MATERIALS PROVIDED -
════════════════

use crate::llm::LlmBackend;
use crate::profiles;
use async_trait::async_trait;
use bizflow_core::{BizflowError, BizflowResult, EntryOutcome, PlanRequest, RawProposal, Reasoner};
use std::fmt::Write;
use std::sync::Arc;
use tracing::debug;

/// Most recent history entries included in a planning prompt.
const HISTORY_WINDOW: usize = 20;

const PLANNER_SYSTEM_PROMPT: &str = "You plan business-automation workflows. \
Pick the agents needed for the task, in execution order, each at most once. \
The coordinator is mandatory. Reply with a single JSON object and nothing else.";

/// Reasoner that asks a language model for a JSON plan.
///
/// The reply is not trusted: the orchestrator's planner validates it and
/// falls back on anything unusable.
pub struct LlmReasoner {
    backend: Arc<dyn LlmBackend>,
}

impl LlmReasoner {
    pub fn new(backend: Arc<dyn LlmBackend>) -> Self {
        Self { backend }
    }
}

#[async_trait]
impl Reasoner for LlmReasoner {
    async fn propose(&self, request: PlanRequest<'_>) -> BizflowResult<RawProposal> {
        let prompt = planning_prompt(&request);
        let reply = self
            .backend
            .complete(Some(PLANNER_SYSTEM_PROMPT), &prompt)
            .await
            .map_err(|e| BizflowError::Planning(e.to_string()))?;
        debug!(reply_len = reply.len(), "Planner reply received");
        parse_proposal(&reply)
    }
}

/// Build the user message for a planning call.
pub fn planning_prompt(request: &PlanRequest<'_>) -> String {
    let mut prompt = String::from("Available agents:\n");
    for p in profiles::all() {
        let _ = writeln!(prompt, "- {}: {}", p.id, p.capability);
    }

    let _ = write!(prompt, "\nTask:\n{}\n", request.task_description);

    if !request.history.is_empty() {
        prompt.push_str("\nPrevious executions (most recent last):\n");
        let skip = request.history.len().saturating_sub(HISTORY_WINDOW);
        for entry in &request.history[skip..] {
            let outcome = match &entry.outcome {
                EntryOutcome::Succeeded => "ok".to_string(),
                EntryOutcome::Failed { error } => format!("failed: {error}"),
                EntryOutcome::TimedOut { error } => format!("timed out: {error}"),
            };
            let _ = writeln!(
                prompt,
                "- iteration {} {}: {} ({outcome})",
                entry.iteration, entry.agent, entry.result_summary
            );
        }
    }

    if let Some(feedback) = request.feedback {
        let _ = write!(prompt, "\nReviewer feedback on the last attempt:\n{feedback}\n");
    }

    prompt.push_str(
        "\nRespond with JSON: {\"sequence\": [agent names], \"rationale\": {agent: reason}, \
         \"confidence\": 0.0-1.0, \"complexity\": \"simple\"|\"moderate\"|\"complex\"}",
    );
    prompt
}

/// Pull the JSON object out of a model reply that may wrap it in prose or a
/// code fence.
pub fn parse_proposal(reply: &str) -> BizflowResult<RawProposal> {
    let start = reply.find('{');
    let end = reply.rfind('}');
    let json = match (start, end) {
        (Some(s), Some(e)) if s < e => &reply[s..=e],
        _ => {
            return Err(BizflowError::Planning(
                "reply contains no JSON object".into(),
            ))
        }
    };
    serde_json::from_str(json).map_err(|e| BizflowError::Planning(format!("malformed plan: {e}")))
}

════════════════

PROBLEM DETAILS - All entries must be given again exactly.

WRITTEN SOLUTION -
use crate::llm::LlmBackend;
use crate::profiles;
use async_trait::async_trait;
use bizflow_core::{BizflowError, BizflowResult, EntryOutcome, PlanRequest, RawProposal, Reasoner};
use std::fmt::Write;
use std::sync::Arc;
use tracing::debug;

/// Most recent history entries included in a planning prompt.
const HISTORY_WINDOW: usize = 20;

const PLANNER_SYSTEM_PROMPT: &str = "You plan business-automation workflows. \
Pick the agents needed for the task, in execution order, each at most once. \
The coordinator is mandatory. Reply with a single JSON object and nothing else.";

/// Reasoner that asks a language model for a JSON plan.
///
/// The reply is not trusted: the orchestrator's planner validates it and
/// falls back on anything unusable.
pub struct LlmReasoner {
    backend: Arc<dyn LlmBackend>,
}

impl LlmReasoner {
    pub fn new(backend: Arc<dyn LlmBackend>) -> Self {
        Self { backend }
    }
}

#[async_trait]
impl Reasoner for LlmReasoner {
    async fn propose(&self, request: PlanRequest<'_>) -> BizflowResult<RawProposal> {
        let prompt = planning_prompt(&request);
        let reply = self
            .backend
            .complete(Some(PLANNER_SYSTEM_PROMPT), &prompt)
            .await
            .map_err(|e| BizflowError::Planning(e.to_string()))?;
        debug!(reply_len = reply.len(), "Planner reply received");
        parse_proposal(&reply)
    }
}

/// Build the user message for a planning call.
pub fn planning_prompt(request: &PlanRequest<'_>) -> String {
    let mut prompt = String::from("Available agents:\n");
    for p in profiles::all() {
        let _ = writeln!(prompt, "- {}: {}", p.id, p.capability);
    }

    let _ = write!(prompt, "\nTask:\n{}\n", request.task_description);

    if !request.history.is_empty() {
        prompt.push_str("\nPrevious executions (most recent last):\n");
        let skip = request.history.len().saturating_sub(HISTORY_WINDOW);
        for entry in &request.history[skip..] {
            let outcome = match &entry.outcome {
                EntryOutcome::Succeeded => "ok".to_string(),
                EntryOutcome::Failed { error } => format!("failed: {error}"),
                EntryOutcome::TimedOut { error } => format!("timed out: {error}"),
            };
            let _ = writeln!(
                prompt,
                "- iteration {} {}: {} ({outcome})",
                entry.iteration, entry.agent, entry.result_summary
            );
        }
    }

    if let Some(feedback) = request.feedback {
        let _ = write!(prompt, "\nReviewer feedback on the last attempt:\n{feedback}\n");
    }

    prompt.push_str(
        "\nRespond with JSON: {\"sequence\": [agent names], \"rationale\": {agent: reason}, \
         \"confidence\": 0.0-1.0, \"complexity\": \"simple\"|\"moderate\"|\"complex\"}",
    );
    prompt
}

/// Pull the JSON object out of a model reply that may wrap it in prose or a
/// code fence.
pub fn parse_proposal(reply: &str) -> BizflowResult<RawProposal> {
    let start = reply.find('{');
    let end = reply.rfind('}');
    let json = match (start, end) {
        (Some(s), Some(e)) if s < e => &reply[s..=e],
        _ => {
            return Err(BizflowError::Planning(
                "reply contains no JSON object".into(),
            ))
        }
    };
    serde_json::from_str(json).map_err(|e| BizflowError::Planning(format!("malformed plan: {e}")))
}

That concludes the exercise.